A 2010 article featuring Farmers’ Markets compared Full Moon Farm to “an Andrew Wyeth painting with its fallow field sloping to the barn. The ambience within is just as memorable – plank floors, beaded boards, wainscoting, flecks of white wash, the silhouettes of farm tools, the scent of hay, bouquets of herbs and flowers in mason jars, vegetables displayed on tables draped with cotton cloths, bunches of colorful eggplants, carrots, beets, strawberry baskets of onions and new potatoes, bushels of corn, pecks of peppers, and bright red tomatoes nested on beds of fresh straw in wooden crates. Somehow all of the colors and textures and scents blend together and bring us to an era in which we readily yearn to spend more time.”
While none of this has changed in the last ten years, the barn at 130 Station Road has served more purposes than most in its 120 year history. Though the house was constructed earlier in the 19th century than its circa 1880 Victorian renovations suggest, the barn was built in 1901 when the Copelands owned the property and operated a saw mill there. Fuller Brook, originally called “Roaring Brook” runs through the property and was the water source which powered one of the town’s first saw mills built further along Utley Road in 1719.
In the early 1920’s, owners Stanton and Cora Burdick ran “Hillbur Farm”, a dairy operation, selling the milk their cows produced at the Rawson Depot on Station Road. Their son Malcolm shared remembrances of the farm with current owners Rob and Ann Withey Miller. These ranged from the unforgettable — Malcolm and his brother Stanton would come home from school and spend three hours watering the cows, pouring from the well in the milk shed to a trough at a pace never fast enough to keep up with their consumption, to the nostalgic — he liked it when people traveled on horseback by their farm on the way to and from the train station, because people on horseback always stopped to talk. Cars just drove by.
The family also raised broiler chickens in the buildings on the Utley Road portion of the property. Malcolm, and Paulie Tumel, maintained the government introduced knotweed to the region to protect chickens from avian predators. Where there’s knotweed, they claimed, there were chickens. Perhaps there’s truth to that; anyone paying attention to the invasiveness of knotweed will know that there’s so much of it on Utley Road that the Conservation Commission can’t even consider its removal in their “Nip the Knotweed” project. And while there’s little doubt as to why the claim can’t be verified on State sites, those of us who knew these two wouldn’t dream of doubting them.
Cora Burdick contributed many memories to Hampton Remembers, and though she didn’t write of her family’s farm, there was little else regarding town life that escaped her commentary.

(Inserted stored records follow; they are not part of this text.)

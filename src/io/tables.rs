// Reporting adapter: CSV tables and filtered SAM output
//
// Everything here works on the per-file results after all files finished;
// cross-file merging happens only in this module.

use crate::detect::{FileJunctions, SegmentJunctions, sample_name};
use crate::error::Error;
use crate::junction::JunctionCandidate;
use crate::junction::group::{assignments, group_junctions};
use std::collections::BTreeSet;
use std::fs::File;
use std::io::{BufWriter, Write};
use std::path::{Path, PathBuf};

/// Cell value for "no data"; distinct from a numeric zero
pub const NO_DATA: &str = "na";

pub const JUNCTION_COUNTS_FILE: &str = "junction_counts.csv";
pub const UMI_COUNTS_FILE: &str = "gapped_umi_counts.csv";

fn create_csv(path: &Path) -> Result<csv::Writer<BufWriter<File>>, Error> {
    let file = File::create(path).map_err(|e| Error::io(e, path))?;
    Ok(csv::WriterBuilder::new()
        .has_headers(false)
        .from_writer(BufWriter::new(file)))
}

fn finish_csv(mut writer: csv::Writer<BufWriter<File>>, path: &Path) -> Result<(), Error> {
    writer.flush().map_err(|e| Error::io(e, path))
}

/// Every segment reported by at least one file, sorted
pub fn reported_segments(files: &[FileJunctions]) -> BTreeSet<String> {
    files
        .iter()
        .flat_map(|f| f.segments.keys().cloned())
        .collect()
}

fn count_cell(result: Option<&SegmentJunctions>) -> String {
    match result.and_then(SegmentJunctions::count) {
        Some(n) => n.to_string(),
        None => NO_DATA.to_string(),
    }
}

// ---------------------------------------------------------------------------
// Boundary tables (boundaries mode)
// ---------------------------------------------------------------------------

/// Write `<segment>_boundary_5prime-end.csv` and `<segment>_boundary_3prime-end.csv`.
///
/// Rows are samples in input order, columns the observation index; short
/// rows and samples without data are padded with `na`.
pub fn write_boundary_tables(
    dir: &Path,
    segment: &str,
    files: &[FileJunctions],
) -> Result<[PathBuf; 2], Error> {
    let path5 = dir.join(format!("{segment}_boundary_5prime-end.csv"));
    let path3 = dir.join(format!("{segment}_boundary_3prime-end.csv"));
    write_boundary_table(&path5, segment, files, |c| c.boundary5)?;
    write_boundary_table(&path3, segment, files, |c| c.boundary3)?;
    Ok([path5, path3])
}

fn write_boundary_table(
    path: &Path,
    segment: &str,
    files: &[FileJunctions],
    value: impl Fn(&JunctionCandidate) -> u64,
) -> Result<(), Error> {
    let width = files
        .iter()
        .filter_map(|f| f.segments.get(segment))
        .map(|s| s.junctions().len())
        .max()
        .unwrap_or(0);

    let mut writer = create_csv(path)?;
    let header: Vec<String> = std::iter::once(String::new())
        .chain((0..width).map(|i| i.to_string()))
        .collect();
    writer.write_record(&header)?;

    for file in files {
        let junctions = file
            .segments
            .get(segment)
            .map(SegmentJunctions::junctions)
            .unwrap_or(&[]);
        let mut row = Vec::with_capacity(width + 1);
        row.push(file.sample.clone());
        row.extend(junctions.iter().map(|c| value(c).to_string()));
        row.resize(width + 1, NO_DATA.to_string());
        writer.write_record(&row)?;
    }

    finish_csv(writer, path)
}

/// Write `<segment>_groups.csv`: every accepted junction of every sample
/// with its first-fit group id, group by group.
pub fn write_group_table(
    dir: &Path,
    segment: &str,
    files: &[FileJunctions],
    spread: u64,
) -> Result<(PathBuf, usize), Error> {
    let mut owners: Vec<&str> = Vec::new();
    let mut pairs: Vec<(u64, u64)> = Vec::new();
    for file in files {
        if let Some(result) = file.segments.get(segment) {
            for c in result.junctions() {
                owners.push(&file.sample);
                pairs.push((c.boundary5, c.boundary3));
            }
        }
    }

    let groups = group_junctions(&pairs, spread);
    let path = dir.join(format!("{segment}_groups.csv"));
    let mut writer = create_csv(&path)?;
    writer.write_record(["sample", "boundary5", "boundary3", "group"])?;
    for gp in assignments(&pairs, &groups) {
        writer.write_record([
            owners[gp.index].to_string(),
            gp.boundary5.to_string(),
            gp.boundary3.to_string(),
            gp.group.to_string(),
        ])?;
    }
    finish_csv(writer, &path)?;
    Ok((path, groups.len()))
}

/// Write `junction_counts.csv`: rows = samples, columns = segments
pub fn write_junction_counts(dir: &Path, files: &[FileJunctions]) -> Result<PathBuf, Error> {
    let segments = reported_segments(files);
    let path = dir.join(JUNCTION_COUNTS_FILE);
    let mut writer = create_csv(&path)?;

    let header: Vec<&str> = std::iter::once("sample")
        .chain(segments.iter().map(String::as_str))
        .collect();
    writer.write_record(&header)?;

    for file in files {
        let row: Vec<String> = std::iter::once(file.sample.clone())
            .chain(segments.iter().map(|s| count_cell(file.segments.get(s))))
            .collect();
        writer.write_record(&row)?;
    }

    finish_csv(writer, &path)?;
    Ok(path)
}

// ---------------------------------------------------------------------------
// UMI counting outputs (umi-count mode)
// ---------------------------------------------------------------------------

/// Write `gapped_umi_counts.csv`: rows = segments, columns = samples.
///
/// Outer merge over files: a segment a sample never reported is `na`.
pub fn write_umi_counts(dir: &Path, files: &[FileJunctions]) -> Result<PathBuf, Error> {
    let segments = reported_segments(files);
    let path = dir.join(UMI_COUNTS_FILE);
    let mut writer = create_csv(&path)?;

    let header: Vec<&str> = std::iter::once("segment")
        .chain(files.iter().map(|f| f.sample.as_str()))
        .collect();
    writer.write_record(&header)?;

    for segment in &segments {
        let row: Vec<String> = std::iter::once(segment.clone())
            .chain(files.iter().map(|f| count_cell(f.segments.get(segment))))
            .collect();
        writer.write_record(&row)?;
    }

    finish_csv(writer, &path)?;
    Ok(path)
}

/// Write `<sample>.gapped.sam`: original header, then retained records
/// grouped by segment in sorted order
pub fn write_gapped_sam(dir: &Path, file: &FileJunctions) -> Result<PathBuf, Error> {
    let path = dir.join(format!("{}.gapped.sam", file.sample));
    let out = File::create(&path).map_err(|e| Error::io(e, &path))?;
    let mut writer = BufWriter::new(out);

    let lines = file
        .header
        .iter()
        .chain(file.retained.values().flatten());
    for line in lines {
        writer
            .write_all(line)
            .and_then(|_| writer.write_all(b"\n"))
            .map_err(|e| Error::io(e, &path))?;
    }

    writer.flush().map_err(|e| Error::io(e, &path))?;
    Ok(path)
}

// ---------------------------------------------------------------------------
// Standalone grouping (group mode)
// ---------------------------------------------------------------------------

/// Parse `"<boundary5>-<boundary3>"`
pub fn parse_boundary_pair(value: &str) -> Option<(u64, u64)> {
    let (b5, b3) = value.trim().split_once('-')?;
    Some((b5.trim().parse().ok()?, b3.trim().parse().ok()?))
}

/// Output path for a grouped table: `<input name up to first '.'>_grouped.csv`
pub fn grouped_table_path(dir: &Path, input: &Path) -> PathBuf {
    dir.join(format!("{}_grouped.csv", sample_name(input)))
}

/// Group a tabulated CSV by its boundary column.
///
/// The output carries every input column plus `group`; rows are emitted
/// group by group, members in join order. Returns the number of groups.
pub fn group_table(input: &Path, column: &str, spread: u64, output: &Path) -> Result<usize, Error> {
    let mut reader = csv::ReaderBuilder::new()
        .has_headers(true)
        .from_path(input)
        .map_err(|e| Error::Table(format!("{}: {e}", input.display())))?;

    let headers = reader.headers()?.clone();
    let col = headers.iter().position(|h| h == column).ok_or_else(|| {
        Error::Table(format!(
            "{}: no '{column}' column in header",
            input.display()
        ))
    })?;

    let mut rows = Vec::new();
    let mut pairs = Vec::new();
    for (i, record) in reader.records().enumerate() {
        let record = record?;
        let value = record.get(col).unwrap_or_default();
        let pair = parse_boundary_pair(value).ok_or_else(|| {
            Error::Table(format!(
                "{}: row {}: invalid boundary pair '{value}'",
                input.display(),
                i + 1
            ))
        })?;
        pairs.push(pair);
        rows.push(record);
    }

    let groups = group_junctions(&pairs, spread);

    let mut writer = create_csv(output)?;
    let mut header = headers.clone();
    header.push_field("group");
    writer.write_record(&header)?;
    for gp in assignments(&pairs, &groups) {
        let mut row = rows[gp.index].clone();
        row.push_field(&gp.group.to_string());
        writer.write_record(&row)?;
    }
    finish_csv(writer, output)?;

    Ok(groups.len())
}

#[cfg(test)]
mod tests {
    use super::*;
    use crate::stats::DetectionStats;
    use bstr::BString;
    use std::collections::BTreeMap;
    use tempfile::TempDir;

    fn cand(segment: &str, b5: u64, b3: u64) -> JunctionCandidate {
        JunctionCandidate {
            segment: segment.to_string(),
            boundary5: b5,
            boundary3: b3,
            flank5_length: 20,
            flank3_length: 30,
            gap_length: b3 - b5 - 1,
            reference_span: 100,
            umi: None,
        }
    }

    fn file(sample: &str, segments: Vec<(&str, SegmentJunctions)>) -> FileJunctions {
        FileJunctions {
            sample: sample.to_string(),
            header: vec![BString::from("@HD\tVN:1.4")],
            segments: segments
                .into_iter()
                .map(|(s, r)| (s.to_string(), r))
                .collect(),
            retained: BTreeMap::new(),
            stats: DetectionStats::default(),
        }
    }

    fn fixture() -> Vec<FileJunctions> {
        vec![
            file(
                "cellA",
                vec![
                    (
                        "PB2",
                        SegmentJunctions::Accepted(vec![cand("PB2", 100, 200), cand("PB2", 130, 260)]),
                    ),
                    ("PB1", SegmentJunctions::NoData),
                ],
            ),
            file(
                "cellB",
                vec![
                    ("PB2", SegmentJunctions::Accepted(vec![cand("PB2", 105, 203)])),
                    ("PB1", SegmentJunctions::Accepted(vec![])),
                ],
            ),
        ]
    }

    fn read(path: &Path) -> String {
        std::fs::read_to_string(path).unwrap()
    }

    #[test]
    fn test_boundary_tables_padding() {
        let dir = TempDir::new().unwrap();
        let [p5, p3] = write_boundary_tables(dir.path(), "PB2", &fixture()).unwrap();
        assert!(p5.ends_with("PB2_boundary_5prime-end.csv"));
        assert_eq!(read(&p5), ",0,1\ncellA,100,130\ncellB,105,na\n");
        assert_eq!(read(&p3), ",0,1\ncellA,200,260\ncellB,203,na\n");
    }

    #[test]
    fn test_boundary_table_without_observations() {
        let dir = TempDir::new().unwrap();
        let [p5, _] = write_boundary_tables(dir.path(), "PB1", &fixture()).unwrap();
        let rows: Vec<String> = read(&p5).lines().skip(1).map(String::from).collect();
        assert_eq!(rows, vec!["cellA", "cellB"]);
    }

    #[test]
    fn test_group_table_across_samples() {
        let dir = TempDir::new().unwrap();
        let (path, n) = write_group_table(dir.path(), "PB2", &fixture(), 10).unwrap();
        assert_eq!(n, 2);
        assert_eq!(
            read(&path),
            "sample,boundary5,boundary3,group\n\
             cellA,100,200,1\n\
             cellB,105,203,1\n\
             cellA,130,260,2\n"
        );
    }

    #[test]
    fn test_junction_counts_no_data_sentinel() {
        let dir = TempDir::new().unwrap();
        let path = write_junction_counts(dir.path(), &fixture()).unwrap();
        assert_eq!(read(&path), "sample,PB1,PB2\ncellA,na,2\ncellB,0,1\n");
    }

    #[test]
    fn test_umi_counts_outer_merge() {
        let dir = TempDir::new().unwrap();
        let files = vec![
            file("c1", vec![("NP", SegmentJunctions::Accepted(vec![cand("NP", 10, 90)]))]),
            file("c2", vec![("PA", SegmentJunctions::Accepted(vec![]))]),
        ];
        let path = write_umi_counts(dir.path(), &files).unwrap();
        assert_eq!(read(&path), "segment,c1,c2\nNP,1,na\nPA,na,0\n");
    }

    #[test]
    fn test_gapped_sam_grouped_by_segment() {
        let dir = TempDir::new().unwrap();
        let mut f = file("cell7", vec![]);
        f.retained
            .insert("PB2".to_string(), vec![BString::from("r2\t0\tPB2\t5")]);
        f.retained
            .insert("NP".to_string(), vec![BString::from("r1\t0\tNP\t9")]);
        let path = write_gapped_sam(dir.path(), &f).unwrap();
        assert!(path.ends_with("cell7.gapped.sam"));
        assert_eq!(read(&path), "@HD\tVN:1.4\nr1\t0\tNP\t9\nr2\t0\tPB2\t5\n");
    }

    #[test]
    fn test_parse_boundary_pair() {
        assert_eq!(parse_boundary_pair("119-170"), Some((119, 170)));
        assert_eq!(parse_boundary_pair(" 5 - 9 "), Some((5, 9)));
        assert_eq!(parse_boundary_pair("119"), None);
        assert_eq!(parse_boundary_pair("a-b"), None);
    }

    #[test]
    fn test_group_table_mode() {
        let dir = TempDir::new().unwrap();
        let input = dir.path().join("dips.all.csv");
        std::fs::write(
            &input,
            "cell,boundary_comb,count\nc1,130-260,4\nc2,100-200,7\nc3,105-203,1\n",
        )
        .unwrap();

        let output = grouped_table_path(dir.path(), &input);
        assert!(output.ends_with("dips_grouped.csv"));
        let n = group_table(&input, "boundary_comb", 10, &output).unwrap();
        assert_eq!(n, 2);
        assert_eq!(
            read(&output),
            "cell,boundary_comb,count,group\n\
             c2,100-200,7,1\n\
             c3,105-203,1,1\n\
             c1,130-260,4,2\n"
        );
    }

    #[test]
    fn test_group_table_errors() {
        let dir = TempDir::new().unwrap();
        let input = dir.path().join("bad.csv");
        std::fs::write(&input, "cell,pos\nc1,100-200\n").unwrap();
        let output = dir.path().join("out.csv");
        let err = group_table(&input, "boundary_comb", 10, &output).unwrap_err();
        assert!(err.to_string().contains("boundary_comb"));

        std::fs::write(&input, "cell,boundary_comb\nc1,100\n").unwrap();
        let err = group_table(&input, "boundary_comb", 10, &output).unwrap_err();
        assert!(err.to_string().contains("row 1"));
    }
}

On Fashion: When I came to Hampton in 1923 they kind of wore things the way they should be. The skirts were twelve inches above the floor and everybody had ‘em twelve inches. And then they went to fourteen – and I tell ya’ that was … When I was first married you didn’t wear short sleeves, you could roll them up just a little below the elbow and I remember an old lady asking me “what did you do, just get outa the washtub?”
On the Church: Mr. Muttart always had a time with names – he’d always say ‘em wrong I don’t know how many times – and Stanton Burdick and Charlotte Burdick and Malcolm Burdick and Sherman Chapel all joined the church at the same time. So he baptized them all as Burdick – you got the three Burdicks there – and Sherman has called me “Mother” ever since!
On the Grange: We had music, sketches and everything and why you know we’ve put on some programs that really, I tell ya’, they were really worth lookin’ at! … I remember one time as I read a poem Dot Holt and somebody else, I think it was Sim Fuller, came in as a horse. It was so ridiculous it brought the house down. It did go over – well, of course all those things do.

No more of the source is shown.